**What is being asked**
Output, please, exactly those lines of the listing that come before the line with "pub fn get(&self)", along with that line itself.

**Dataset**
┄┄┄┄┄┄
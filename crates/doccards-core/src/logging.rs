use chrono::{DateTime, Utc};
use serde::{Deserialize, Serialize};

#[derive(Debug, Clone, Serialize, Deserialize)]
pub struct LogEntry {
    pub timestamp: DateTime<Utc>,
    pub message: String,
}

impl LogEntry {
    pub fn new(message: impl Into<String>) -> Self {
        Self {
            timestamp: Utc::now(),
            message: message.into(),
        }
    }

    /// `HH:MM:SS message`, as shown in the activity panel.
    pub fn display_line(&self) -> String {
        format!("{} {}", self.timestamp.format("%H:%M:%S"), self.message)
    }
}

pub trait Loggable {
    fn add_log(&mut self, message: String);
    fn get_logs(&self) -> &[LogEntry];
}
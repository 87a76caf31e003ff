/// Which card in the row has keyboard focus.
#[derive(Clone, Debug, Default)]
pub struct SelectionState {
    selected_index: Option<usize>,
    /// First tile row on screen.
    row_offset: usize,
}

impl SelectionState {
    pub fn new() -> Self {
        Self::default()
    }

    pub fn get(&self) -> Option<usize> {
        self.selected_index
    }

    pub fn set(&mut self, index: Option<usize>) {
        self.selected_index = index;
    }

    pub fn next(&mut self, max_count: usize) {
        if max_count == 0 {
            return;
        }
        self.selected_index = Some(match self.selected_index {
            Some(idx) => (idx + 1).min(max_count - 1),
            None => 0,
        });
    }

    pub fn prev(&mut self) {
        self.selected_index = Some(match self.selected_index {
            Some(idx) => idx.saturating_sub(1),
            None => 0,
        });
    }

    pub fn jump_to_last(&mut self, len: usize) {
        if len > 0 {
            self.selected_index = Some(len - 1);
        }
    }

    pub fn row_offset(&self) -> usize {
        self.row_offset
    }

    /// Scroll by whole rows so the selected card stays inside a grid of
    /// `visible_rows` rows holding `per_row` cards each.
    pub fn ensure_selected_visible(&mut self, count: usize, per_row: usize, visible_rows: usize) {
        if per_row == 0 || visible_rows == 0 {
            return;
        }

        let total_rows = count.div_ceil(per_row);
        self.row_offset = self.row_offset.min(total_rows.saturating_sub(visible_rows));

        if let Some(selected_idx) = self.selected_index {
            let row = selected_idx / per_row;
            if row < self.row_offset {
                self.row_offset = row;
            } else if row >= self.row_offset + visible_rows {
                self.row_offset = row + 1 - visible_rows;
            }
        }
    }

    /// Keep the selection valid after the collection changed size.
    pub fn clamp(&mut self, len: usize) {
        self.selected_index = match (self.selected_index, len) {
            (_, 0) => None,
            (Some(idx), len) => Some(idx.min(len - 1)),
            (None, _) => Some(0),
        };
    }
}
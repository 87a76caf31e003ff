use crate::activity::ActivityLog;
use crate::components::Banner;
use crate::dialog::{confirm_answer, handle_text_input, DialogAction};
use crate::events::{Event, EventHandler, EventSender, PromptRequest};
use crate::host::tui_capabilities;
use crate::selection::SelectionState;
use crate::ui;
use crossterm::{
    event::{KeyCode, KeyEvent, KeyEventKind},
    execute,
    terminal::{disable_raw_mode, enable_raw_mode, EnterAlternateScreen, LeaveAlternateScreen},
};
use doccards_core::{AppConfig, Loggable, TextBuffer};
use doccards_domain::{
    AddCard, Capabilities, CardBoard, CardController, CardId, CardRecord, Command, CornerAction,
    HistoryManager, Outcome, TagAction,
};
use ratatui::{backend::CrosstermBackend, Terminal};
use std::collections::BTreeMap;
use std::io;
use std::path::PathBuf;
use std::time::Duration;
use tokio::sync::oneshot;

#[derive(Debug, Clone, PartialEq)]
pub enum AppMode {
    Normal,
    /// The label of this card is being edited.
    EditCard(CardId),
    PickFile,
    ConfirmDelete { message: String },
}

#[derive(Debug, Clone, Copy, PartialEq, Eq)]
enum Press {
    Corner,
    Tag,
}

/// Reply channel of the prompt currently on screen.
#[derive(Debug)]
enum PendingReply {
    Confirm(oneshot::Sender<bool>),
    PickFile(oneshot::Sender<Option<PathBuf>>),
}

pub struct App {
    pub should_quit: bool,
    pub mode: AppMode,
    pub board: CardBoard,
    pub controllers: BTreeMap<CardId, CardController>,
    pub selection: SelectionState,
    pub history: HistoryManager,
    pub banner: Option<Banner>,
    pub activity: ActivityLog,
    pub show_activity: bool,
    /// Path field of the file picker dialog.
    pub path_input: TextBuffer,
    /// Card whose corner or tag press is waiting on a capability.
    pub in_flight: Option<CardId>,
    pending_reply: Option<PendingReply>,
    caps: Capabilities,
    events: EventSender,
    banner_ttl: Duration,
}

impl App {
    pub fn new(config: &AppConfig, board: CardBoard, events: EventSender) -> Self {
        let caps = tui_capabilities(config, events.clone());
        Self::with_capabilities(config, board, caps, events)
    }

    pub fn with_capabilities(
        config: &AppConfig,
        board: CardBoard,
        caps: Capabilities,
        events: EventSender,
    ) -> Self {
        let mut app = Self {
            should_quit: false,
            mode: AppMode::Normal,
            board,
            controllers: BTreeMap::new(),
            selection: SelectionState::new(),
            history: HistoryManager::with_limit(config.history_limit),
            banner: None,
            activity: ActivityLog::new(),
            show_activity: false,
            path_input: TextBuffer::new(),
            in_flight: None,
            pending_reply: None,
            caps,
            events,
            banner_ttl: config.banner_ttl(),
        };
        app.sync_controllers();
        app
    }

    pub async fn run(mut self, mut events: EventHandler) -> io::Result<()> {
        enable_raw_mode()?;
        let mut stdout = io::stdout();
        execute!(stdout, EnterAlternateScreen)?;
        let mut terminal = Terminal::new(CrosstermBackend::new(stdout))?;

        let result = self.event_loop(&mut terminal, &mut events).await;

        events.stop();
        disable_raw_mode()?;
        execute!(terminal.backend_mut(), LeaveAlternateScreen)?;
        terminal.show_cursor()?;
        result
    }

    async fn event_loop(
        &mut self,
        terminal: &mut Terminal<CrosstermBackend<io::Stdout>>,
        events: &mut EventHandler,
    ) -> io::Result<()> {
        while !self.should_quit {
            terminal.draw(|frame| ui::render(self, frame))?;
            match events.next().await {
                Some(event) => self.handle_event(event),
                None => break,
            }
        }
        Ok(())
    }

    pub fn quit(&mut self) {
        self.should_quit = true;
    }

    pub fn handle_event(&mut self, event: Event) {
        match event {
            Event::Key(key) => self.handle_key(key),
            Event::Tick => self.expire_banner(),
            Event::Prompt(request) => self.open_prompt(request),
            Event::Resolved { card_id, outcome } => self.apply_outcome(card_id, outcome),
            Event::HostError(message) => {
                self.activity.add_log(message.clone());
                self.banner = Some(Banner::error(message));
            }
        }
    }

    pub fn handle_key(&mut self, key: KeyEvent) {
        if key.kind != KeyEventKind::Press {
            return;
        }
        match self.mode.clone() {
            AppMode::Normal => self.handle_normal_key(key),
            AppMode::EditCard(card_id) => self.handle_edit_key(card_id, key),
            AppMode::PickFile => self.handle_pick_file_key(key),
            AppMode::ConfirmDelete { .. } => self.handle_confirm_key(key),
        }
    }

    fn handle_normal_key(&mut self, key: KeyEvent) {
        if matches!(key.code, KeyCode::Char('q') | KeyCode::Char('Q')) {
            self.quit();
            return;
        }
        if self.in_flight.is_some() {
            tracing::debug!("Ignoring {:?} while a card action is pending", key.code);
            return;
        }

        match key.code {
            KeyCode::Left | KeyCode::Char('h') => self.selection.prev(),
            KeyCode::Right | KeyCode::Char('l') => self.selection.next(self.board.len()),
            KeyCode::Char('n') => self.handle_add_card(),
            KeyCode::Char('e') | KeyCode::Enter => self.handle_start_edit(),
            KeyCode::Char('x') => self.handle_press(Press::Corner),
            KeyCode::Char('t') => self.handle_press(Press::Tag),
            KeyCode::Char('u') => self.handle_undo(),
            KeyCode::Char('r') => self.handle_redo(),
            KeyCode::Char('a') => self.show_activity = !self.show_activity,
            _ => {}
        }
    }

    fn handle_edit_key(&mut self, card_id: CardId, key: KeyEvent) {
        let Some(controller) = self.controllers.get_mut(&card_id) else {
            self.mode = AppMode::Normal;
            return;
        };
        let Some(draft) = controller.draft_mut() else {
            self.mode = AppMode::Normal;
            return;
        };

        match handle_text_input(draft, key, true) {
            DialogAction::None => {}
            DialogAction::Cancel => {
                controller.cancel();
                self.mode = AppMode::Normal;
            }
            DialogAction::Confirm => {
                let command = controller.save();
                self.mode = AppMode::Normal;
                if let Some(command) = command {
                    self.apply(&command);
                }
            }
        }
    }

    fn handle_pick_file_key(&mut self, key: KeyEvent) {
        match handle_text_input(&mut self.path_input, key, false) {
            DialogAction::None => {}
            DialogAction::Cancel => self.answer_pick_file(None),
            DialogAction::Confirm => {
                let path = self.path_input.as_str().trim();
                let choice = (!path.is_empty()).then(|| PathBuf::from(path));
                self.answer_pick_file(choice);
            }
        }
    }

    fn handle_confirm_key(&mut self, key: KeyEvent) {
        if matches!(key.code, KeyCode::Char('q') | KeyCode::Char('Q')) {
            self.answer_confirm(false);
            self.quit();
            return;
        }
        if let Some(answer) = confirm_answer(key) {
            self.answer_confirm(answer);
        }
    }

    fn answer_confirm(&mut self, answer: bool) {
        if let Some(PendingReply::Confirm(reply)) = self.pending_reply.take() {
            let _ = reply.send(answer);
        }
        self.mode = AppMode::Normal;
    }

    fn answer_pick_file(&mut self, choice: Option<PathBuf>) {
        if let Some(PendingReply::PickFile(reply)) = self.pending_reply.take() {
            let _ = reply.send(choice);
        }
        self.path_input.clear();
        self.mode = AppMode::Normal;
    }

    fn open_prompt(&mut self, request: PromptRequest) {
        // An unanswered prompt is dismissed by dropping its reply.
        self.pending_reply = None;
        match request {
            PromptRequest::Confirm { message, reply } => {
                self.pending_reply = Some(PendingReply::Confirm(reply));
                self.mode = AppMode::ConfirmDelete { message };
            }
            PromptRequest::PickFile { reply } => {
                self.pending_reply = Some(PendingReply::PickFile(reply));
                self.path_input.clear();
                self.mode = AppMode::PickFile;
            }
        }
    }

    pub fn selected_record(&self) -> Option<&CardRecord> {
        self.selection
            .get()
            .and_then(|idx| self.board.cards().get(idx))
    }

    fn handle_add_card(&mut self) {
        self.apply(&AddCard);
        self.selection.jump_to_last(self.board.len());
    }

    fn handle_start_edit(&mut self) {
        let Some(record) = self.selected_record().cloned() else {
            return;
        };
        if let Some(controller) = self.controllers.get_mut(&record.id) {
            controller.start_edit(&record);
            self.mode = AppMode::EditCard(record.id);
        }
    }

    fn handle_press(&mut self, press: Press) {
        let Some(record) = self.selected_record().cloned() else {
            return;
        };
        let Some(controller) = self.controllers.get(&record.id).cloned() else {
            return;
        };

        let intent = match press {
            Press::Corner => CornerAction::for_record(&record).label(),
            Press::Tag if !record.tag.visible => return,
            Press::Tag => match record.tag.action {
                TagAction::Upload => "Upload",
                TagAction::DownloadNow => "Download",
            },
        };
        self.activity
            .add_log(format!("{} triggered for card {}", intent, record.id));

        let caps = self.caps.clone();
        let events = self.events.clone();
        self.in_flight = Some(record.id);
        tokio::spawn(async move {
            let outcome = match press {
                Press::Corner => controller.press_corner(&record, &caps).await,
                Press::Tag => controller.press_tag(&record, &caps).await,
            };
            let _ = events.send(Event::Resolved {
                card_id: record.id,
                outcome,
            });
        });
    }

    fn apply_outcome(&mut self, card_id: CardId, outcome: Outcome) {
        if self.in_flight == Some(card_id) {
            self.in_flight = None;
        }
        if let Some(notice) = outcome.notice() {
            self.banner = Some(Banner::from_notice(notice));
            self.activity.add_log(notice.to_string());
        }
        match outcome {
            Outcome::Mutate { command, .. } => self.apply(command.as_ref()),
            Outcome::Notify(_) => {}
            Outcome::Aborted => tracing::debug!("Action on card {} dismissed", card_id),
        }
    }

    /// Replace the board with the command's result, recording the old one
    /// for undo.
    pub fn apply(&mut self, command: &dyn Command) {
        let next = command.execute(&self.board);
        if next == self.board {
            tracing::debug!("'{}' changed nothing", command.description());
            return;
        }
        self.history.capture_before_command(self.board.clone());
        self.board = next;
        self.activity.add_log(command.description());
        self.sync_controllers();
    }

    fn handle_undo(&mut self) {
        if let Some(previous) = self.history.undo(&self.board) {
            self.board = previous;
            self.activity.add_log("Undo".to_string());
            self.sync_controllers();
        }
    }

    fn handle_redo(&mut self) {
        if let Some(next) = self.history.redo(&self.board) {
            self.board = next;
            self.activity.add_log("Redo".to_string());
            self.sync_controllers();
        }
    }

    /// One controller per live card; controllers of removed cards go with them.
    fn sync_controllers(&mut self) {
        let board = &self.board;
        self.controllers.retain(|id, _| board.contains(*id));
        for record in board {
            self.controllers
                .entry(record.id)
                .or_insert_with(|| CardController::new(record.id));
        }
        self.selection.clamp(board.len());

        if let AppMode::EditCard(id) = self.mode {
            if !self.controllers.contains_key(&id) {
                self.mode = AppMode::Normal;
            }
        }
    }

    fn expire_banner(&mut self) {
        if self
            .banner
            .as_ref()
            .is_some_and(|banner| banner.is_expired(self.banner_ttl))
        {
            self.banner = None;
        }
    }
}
┄┄┄┄┄┄
**Written answer**
filename crates/doccards-core/src/logging.rs
use chrono::{DateTime, Utc};
use serde::{Deserialize, Serialize};

#[derive(Debug, Clone, Serialize, Deserialize)]
pub struct LogEntry {
    pub timestamp: DateTime<Utc>,
    pub message: String,
}

impl LogEntry {
    pub fn new(message: impl Into<String>) -> Self {
        Self {
            timestamp: Utc::now(),
            message: message.into(),
        }
    }

    /// `HH:MM:SS message`, as shown in the activity panel.
    pub fn display_line(&self) -> String {
        format!("{} {}", self.timestamp.format("%H:%M:%S"), self.message)
    }
}

pub trait Loggable {
    fn add_log(&mut self, message: String);
    fn get_logs(&self) -> &[LogEntry];
}
repository 87a76caf31e003ff
/// Which card in the row has keyboard focus.
#[derive(Clone, Debug, Default)]
pub struct SelectionState {
    selected_index: Option<usize>,
    /// First tile row on screen.
    row_offset: usize,
}

impl SelectionState {
    pub fn new() -> Self {
        Self::default()
    }

    pub fn get(&self) -> Option<usize> {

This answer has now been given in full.